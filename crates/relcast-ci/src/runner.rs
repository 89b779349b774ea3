//! External command execution for build and pack steps.

use std::path::Path;
use std::process::Stdio;
use std::time::{Duration, Instant};

use tokio::process::Command;

/// Why a command could not produce a result.
#[derive(Debug, thiserror::Error)]
pub enum RunnerError {
    #[error("empty command")]
    EmptyCommand,

    #[error("failed to run {program}: {source}")]
    Spawn {
        program: String,
        #[source]
        source: std::io::Error,
    },

    #[error("{program} timed out after {timeout_secs} seconds")]
    TimedOut { program: String, timeout_secs: u64 },
}

/// Result of one command execution.
#[derive(Debug, Clone)]
pub struct CommandResult {
    /// Exit code (-1 if terminated by a signal).
    pub exit_code: i32,

    /// Captured stdout.
    pub stdout: String,

    /// Captured stderr.
    pub stderr: String,

    /// Duration in milliseconds.
    pub duration_ms: u64,
}

impl CommandResult {
    pub fn passed(&self) -> bool {
        self.exit_code == 0
    }

    /// Last non-empty stderr line, for failure reasons.
    pub fn stderr_tail(&self) -> &str {
        self.stderr
            .lines()
            .rev()
            .find(|l| !l.trim().is_empty())
            .unwrap_or("")
            .trim()
    }
}

/// Runs one argv in a working directory.
pub struct CommandRunner;

impl CommandRunner {
    /// Execute `argv` in `cwd`, killing the child if `timeout_secs` elapses
    /// (0 = no timeout) or the returned future is dropped.
    pub async fn run(
        argv: &[String],
        cwd: &Path,
        timeout_secs: u64,
    ) -> Result<CommandResult, RunnerError> {
        let start = Instant::now();

        let (program, args) = argv.split_first().ok_or(RunnerError::EmptyCommand)?;

        let child = Command::new(program)
            .args(args)
            .current_dir(cwd)
            .stdin(Stdio::null())
            .stdout(Stdio::piped())
            .stderr(Stdio::piped())
            .kill_on_drop(true)
            .spawn()
            .map_err(|source| RunnerError::Spawn {
                program: program.clone(),
                source,
            })?;

        let output = if timeout_secs > 0 {
            tokio::time::timeout(Duration::from_secs(timeout_secs), child.wait_with_output())
                .await
                .map_err(|_| RunnerError::TimedOut {
                    program: program.clone(),
                    timeout_secs,
                })?
        } else {
            child.wait_with_output().await
        }
        .map_err(|source| RunnerError::Spawn {
            program: program.clone(),
            source,
        })?;

        Ok(CommandResult {
            exit_code: output.status.code().unwrap_or(-1),
            stdout: String::from_utf8_lossy(&output.stdout).to_string(),
            stderr: String::from_utf8_lossy(&output.stderr).to_string(),
            duration_ms: start.elapsed().as_millis() as u64,
        })
    }
}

**About this exercise**
Could you repeat every record above exactly as it stands?

**Exercise solution**
filename crates/relcast-ci/src/runner.rs
repository 89b779349b774ea3
//! External command execution for build and pack steps.

use std::path::Path;
use std::process::Stdio;
use std::time::{Duration, Instant};

use tokio::process::Command;

/// Why a command could not produce a result.
#[derive(Debug, thiserror::Error)]
pub enum RunnerError {
    #[error("empty command")]
    EmptyCommand,

    #[error("failed to run {program}: {source}")]
    Spawn {
        program: String,
        #[source]
        source: std::io::Error,
    },

    #[error("{program} timed out after {timeout_secs} seconds")]
    TimedOut { program: String, timeout_secs: u64 },
}

/// Result of one command execution.
#[derive(Debug, Clone)]
pub struct CommandResult {
    /// Exit code (-1 if terminated by a signal).
    pub exit_code: i32,

    /// Captured stdout.
    pub stdout: String,

    /// Captured stderr.
    pub stderr: String,

    /// Duration in milliseconds.
    pub duration_ms: u64,
}

impl CommandResult {
    pub fn passed(&self) -> bool {
        self.exit_code == 0
    }

    /// Last non-empty stderr line, for failure reasons.
    pub fn stderr_tail(&self) -> &str {
        self.stderr
            .lines()
            .rev()
            .find(|l| !l.trim().is_empty())
            .unwrap_or("")
            .trim()
    }
}

/// Runs one argv in a working directory.
pub struct CommandRunner;

impl CommandRunner {
    /// Execute `argv` in `cwd`, killing the child if `timeout_secs` elapses
    /// (0 = no timeout) or the returned future is dropped.
    pub async fn run(
        argv: &[String],
        cwd: &Path,
        timeout_secs: u64,
    ) -> Result<CommandResult, RunnerError> {
        let start = Instant::now();

        let (program, args) = argv.split_first().ok_or(RunnerError::EmptyCommand)?;

        let child = Command::new(program)
            .args(args)
            .current_dir(cwd)
            .stdin(Stdio::null())
            .stdout(Stdio::piped())
            .stderr(Stdio::piped())
            .kill_on_drop(true)
            .spawn()
            .map_err(|source| RunnerError::Spawn {
                program: program.clone(),
                source,
            })?;

        let output = if timeout_secs > 0 {
            tokio::time::timeout(Duration::from_secs(timeout_secs), child.wait_with_output())
                .await
                .map_err(|_| RunnerError::TimedOut {
                    program: program.clone(),
                    timeout_secs,
                })?
        } else {
            child.wait_with_output().await
        }
        .map_err(|source| RunnerError::Spawn {
            program: program.clone(),
            source,
        })?;

        Ok(CommandResult {
            exit_code: output.status.code().unwrap_or(-1),
            stdout: String::from_utf8_lossy(&output.stdout).to_string(),
            stderr: String::from_utf8_lossy(&output.stderr).to_string(),
            duration_ms: start.elapsed().as_millis() as u64,
        })
    }
}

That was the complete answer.